Guéri de la terrible dépression dont il a détaillé les atteintes dans Face aux ténèbres (Gallimard, 1990), William Styron nous revient avec trois récits à caractère autobiographique dont les épisodes, tantôt poignants et tantôt cocasses, s'inscrivent sur fond de crise économique (rappelons que l'auteur est né en 1925) et de guerre.


Relevant de la musique de chambre en regard des symphonies romanesques qui ont établi la célébrité mondiale de l'écrivain, telles La Proie des Flammes et Le Choix de Sophie (réunis dans la collection Biblos, Gallimard 1993), ce recueil en est d'autant plus attachant, avec des moments d'une intense poésie et un nouvel éclairage très personnel sur le jeune Styron.


— Ces récits sont présentés comme autobiographiques. Cependant le protagoniste y apparaît sous un autre nom que le vôtre. Pourquoi cela?


— Aucune de ces histoires n'est purement autobiographique. Disons qu'il s'y trouve un tiers d'événements réellement advenus et deux tiers inventés, qui ne sont pas moins «vrais» pour autant. S'il est exact que j'ai été dans les marines, je ne me suis jamais trouvé sur un bateau au large de la côte japonaise, et l'officier qui raconte son histoire detravesti russe est un symbole du «macho» guerrier. Ma mère est effectivementmorte à la veille de la Seconde Guerre mondiale, elle a étudié la musique à Vienne et rencontré Gustav Mahler, mais les péripéties de cette matinée emblématique sont imaginaires. Quant au personnage du père, autodidacte cultivé, socialiste et antifasciste, il ressemble bel et bien au mien.

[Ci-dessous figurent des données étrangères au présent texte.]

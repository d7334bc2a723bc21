//! Analysis errors.
//!
//! Every cache and state operation is total: a cache miss is an expected
//! outcome, not a failure. The variants here are internal invariant
//! violations - a malformed op stream, an allocation that disagrees with
//! its registered layout. They abort optimization of the current method;
//! the caller keeps the unoptimized code path and compilation continues.
//!
//! Exhausting the loop-iteration bound is deliberately *not* an error:
//! the driver degrades precision and still produces a sound result.

use thiserror::Error;

use crate::ids::{FieldId, NodeId, ObjectId};

/// Result type alias for analysis operations.
pub type AnalysisResult<T> = Result<T, AnalysisError>;

/// An unrecoverable fault in the op stream or its metadata.
#[derive(Debug, Clone, PartialEq, Eq, Error)]
pub enum AnalysisError {
    /// An allocation references an object id with no registered layout.
    #[error("allocation {alloc} references unregistered object {object}")]
    UnknownObject { object: ObjectId, alloc: NodeId },

    /// An allocation's initial values disagree with its layout.
    #[error("allocation of {object} carries {got} initial values, layout has {expected} entries")]
    EntryCountMismatch {
        object: ObjectId,
        expected: usize,
        got: usize,
    },

    /// A field access names a field the object's layout does not have.
    #[error("object {object} has no field {field}")]
    UnknownField { object: ObjectId, field: FieldId },

    /// An array access op against an instance layout, or vice versa.
    #[error("access shape does not match the layout of {object}")]
    LayoutShapeMismatch { object: ObjectId },
}
//! The IR substrate the analysis consumes.
//!
//! The engine does not build or rewrite IR; it walks a finished [`Graph`]
//! of basic blocks, each holding a finite sequence of [`Op`]s, and reports
//! substitutions and classifications for a later rewrite phase to apply.
//!
//! ## Graph Structure
//!
//! ```text
//! Graph
//! ├── FieldTable            (interned instance fields)
//! ├── ObjectLayouts         (allocation-site layouts, by ObjectId)
//! └── BlockData*
//!     ├── Vec<Op>           (reads, writes, allocations, calls, ...)
//!     └── successors
//! ```
//!
//! Blocks follow the usual CFG conventions: block 0 is the entry,
//! successor edges are explicit, and [`Graph::reverse_postorder`] yields
//! the deterministic processing order the fixpoint driver relies on.

use smallvec::SmallVec;

use crate::ids::{BlockId, FieldId, NodeId, ObjectId};
use crate::kind::ValueKind;
use crate::location::{FieldTable, LocationIdentity};

// ============================================================================
// Object layouts
// ============================================================================

/// The shape of one allocation site.
#[derive(Debug, Clone, PartialEq, Eq)]
pub enum ObjectLayout {
    /// An instance with a fixed list of fields.
    Instance { fields: SmallVec<[FieldId; 4]> },
    /// An array with a fixed element kind and compile-time-known length.
    Array { kind: ValueKind, length: u32 },
}

impl ObjectLayout {
    /// Number of tracked scalar entries for a virtual object of this shape.
    pub fn entry_count(&self) -> usize {
        match self {
            ObjectLayout::Instance { fields } => fields.len(),
            ObjectLayout::Array { length, .. } => *length as usize,
        }
    }

    /// Check if this is an instance layout.
    pub fn is_instance(&self) -> bool {
        matches!(self, ObjectLayout::Instance { .. })
    }
}

/// Allocation-site layouts, addressed by [`ObjectId`].
///
/// One record per static allocation site, registered up front and stable
/// for the whole analysis. Per-block object *states* index into this table
/// instead of holding references to each other, which keeps cyclic object
/// graphs (a field pointing back at its owner) representable without
/// shared mutation.
#[derive(Debug, Clone, Default)]
pub struct ObjectLayouts {
    layouts: Vec<ObjectLayout>,
}

impl ObjectLayouts {
    /// Create an empty layout table.
    pub fn new() -> Self {
        Self::default()
    }

    /// Register an allocation site and return its id.
    pub fn add(&mut self, layout: ObjectLayout) -> ObjectId {
        let id = ObjectId::new(self.layouts.len() as u32);
        self.layouts.push(layout);
        id
    }

    /// Look up a layout.
    pub fn get(&self, object: ObjectId) -> Option<&ObjectLayout> {
        self.layouts.get(object.index() as usize)
    }

    /// Number of registered allocation sites.
    pub fn len(&self) -> usize {
        self.layouts.len()
    }

    /// Check if no sites are registered.
    pub fn is_empty(&self) -> bool {
        self.layouts.is_empty()
    }

    /// Iterate over all registered sites.
    pub fn iter(&self) -> impl Iterator<Item = (ObjectId, &ObjectLayout)> {
        self.layouts
            .iter()
            .enumerate()
            .map(|(i, l)| (ObjectId::new(i as u32), l))
    }
}

// ============================================================================
// Ops
// ============================================================================

/// One operation in a block's stream.
///
/// This is the slice of the IR the analysis cares about; anything else a
/// real method body contains is invisible here because it neither touches
/// the heap nor lets an object escape.
#[derive(Debug, Clone, PartialEq, Eq)]
pub enum Op {
    /// Allocate the object of site `object`, with one initial value per
    /// layout entry. `result` is the node denoting the new object.
    Allocate {
        result: NodeId,
        object: ObjectId,
        values: SmallVec<[NodeId; 4]>,
    },

    /// Read `object.location[index]` into `result`. `index == -1` denotes
    /// a whole-field access; a non-negative index denotes an array slot.
    Read {
        result: NodeId,
        object: NodeId,
        location: LocationIdentity,
        index: i32,
        kind: ValueKind,
    },

    /// Write `value` to `object.location[index]`.
    Write {
        object: NodeId,
        location: LocationIdentity,
        index: i32,
        kind: ValueKind,
        value: NodeId,
    },

    /// An unanalyzed call. Arguments escape; side effects are opaque.
    Call { args: SmallVec<[NodeId; 4]> },

    /// An opaque side effect with no argument list (fence, safepoint,
    /// unanalyzed intrinsic). Invalidates all cached reads.
    Barrier,

    /// `value` observably escapes (stored to a global, thrown, returned).
    Escape { value: NodeId },

    /// A decision point: report the current virtual/materialized
    /// classification of the object `value` denotes.
    Check { value: NodeId },
}

// ============================================================================
// Blocks and graph
// ============================================================================

/// A basic block: an op sequence plus explicit successor edges.
#[derive(Debug, Clone, Default)]
pub struct BlockData {
    /// Ops executed sequentially.
    pub ops: Vec<Op>,
    /// Successor blocks.
    pub successors: SmallVec<[BlockId; 2]>,
}

impl BlockData {
    /// Create a new empty block.
    pub fn new() -> Self {
        Self::default()
    }
}

/// A control-flow graph over [`BlockData`], plus the method metadata the
/// analysis reads: the field table and the allocation-site layouts.
#[derive(Debug, Clone, Default)]
pub struct Graph {
    blocks: Vec<BlockData>,
    /// Interned instance fields.
    pub fields: FieldTable,
    /// Allocation-site layouts.
    pub layouts: ObjectLayouts,
    next_node: u32,
}

impl Graph {
    /// Create an empty graph.
    pub fn new() -> Self {
        Self::default()
    }

    /// Allocate a new basic block and return its id.
    pub fn add_block(&mut self) -> BlockId {
        let id = BlockId::new(self.blocks.len() as u32);
        self.blocks.push(BlockData::new());
        id
    }

    /// Allocate a fresh value node.
    pub fn new_node(&mut self) -> NodeId {
        let id = NodeId::new(self.next_node);
        self.next_node += 1;
        id
    }

    /// Append an op to a block.
    pub fn push_op(&mut self, block: BlockId, op: Op) {
        self.blocks[block.index()].ops.push(op);
    }

    /// Set a block's successor edges.
    pub fn set_successors(&mut self, block: BlockId, successors: impl IntoIterator<Item = BlockId>) {
        self.blocks[block.index()].successors = successors.into_iter().collect();
    }

    /// Get a block by id.
    pub fn block(&self, id: BlockId) -> &BlockData {
        &self.blocks[id.index()]
    }

    /// Number of blocks.
    pub fn block_count(&self) -> usize {
        self.blocks.len()
    }

    /// Iterate over all blocks.
    pub fn blocks(&self) -> impl Iterator<Item = (BlockId, &BlockData)> {
        self.blocks
            .iter()
            .enumerate()
            .map(|(i, b)| (BlockId::new(i as u32), b))
    }

    /// Compute predecessors for all blocks, indexed by block.
    pub fn predecessors(&self) -> Vec<SmallVec<[BlockId; 2]>> {
        let mut preds: Vec<SmallVec<[BlockId; 2]>> = vec![SmallVec::new(); self.blocks.len()];
        for (id, block) in self.blocks() {
            for &succ in &block.successors {
                preds[succ.index()].push(id);
            }
        }
        preds
    }

    /// Get blocks in reverse postorder from the entry.
    ///
    /// Unreachable blocks are omitted; the driver never visits them.
    pub fn reverse_postorder(&self) -> Vec<BlockId> {
        let mut visited = vec![false; self.blocks.len()];
        let mut postorder = Vec::with_capacity(self.blocks.len());

        fn visit(graph: &Graph, bb: BlockId, visited: &mut [bool], postorder: &mut Vec<BlockId>) {
            if visited[bb.index()] {
                return;
            }
            visited[bb.index()] = true;
            for &succ in &graph.blocks[bb.index()].successors {
                visit(graph, succ, visited, postorder);
            }
            postorder.push(bb);
        }

        if !self.blocks.is_empty() {
            visit(self, BlockId::ENTRY, &mut visited, &mut postorder);
        }
        postorder.reverse();
        postorder
    }
}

— A-t-il eu la même réaction violente contre Dieu face aux souffrances de votre mère?


— Non, cet épisode est inventé, bien que mon père fût un sceptique, comme je le suis moi aussi. Cela étant, je puis dire que j'ai éprouvé personnellement cette sorte de révolte à la manière de Job, contre un Dieu sans miséricorde, lorsque je me suis trouvé au fond de la dépression, dont la souffrance est particulièrement atroce.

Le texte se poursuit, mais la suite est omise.